═════ Input records ═════

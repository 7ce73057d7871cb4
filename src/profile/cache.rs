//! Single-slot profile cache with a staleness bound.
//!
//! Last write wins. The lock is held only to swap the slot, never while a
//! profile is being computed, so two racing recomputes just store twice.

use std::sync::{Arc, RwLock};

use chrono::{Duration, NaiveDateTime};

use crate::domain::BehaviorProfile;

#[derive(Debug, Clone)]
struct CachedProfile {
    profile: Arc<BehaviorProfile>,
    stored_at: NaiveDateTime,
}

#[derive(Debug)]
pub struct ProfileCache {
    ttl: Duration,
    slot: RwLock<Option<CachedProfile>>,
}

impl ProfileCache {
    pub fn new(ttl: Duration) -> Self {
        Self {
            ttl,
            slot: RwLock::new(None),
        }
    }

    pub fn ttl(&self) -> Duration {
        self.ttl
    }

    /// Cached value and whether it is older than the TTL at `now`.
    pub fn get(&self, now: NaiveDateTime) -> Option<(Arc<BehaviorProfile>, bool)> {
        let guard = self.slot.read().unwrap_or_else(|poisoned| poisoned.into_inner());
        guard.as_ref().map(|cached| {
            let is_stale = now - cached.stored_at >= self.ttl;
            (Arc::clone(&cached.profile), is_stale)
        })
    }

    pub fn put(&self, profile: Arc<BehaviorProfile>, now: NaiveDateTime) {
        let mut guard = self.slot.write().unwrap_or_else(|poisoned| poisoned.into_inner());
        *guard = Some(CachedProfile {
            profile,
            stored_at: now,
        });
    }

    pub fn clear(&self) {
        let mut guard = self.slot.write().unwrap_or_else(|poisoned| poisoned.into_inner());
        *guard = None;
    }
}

═════

**Task item:** What is the number of lines above that contain "CachedProfile"? Answer with that number only.

**Result:** 3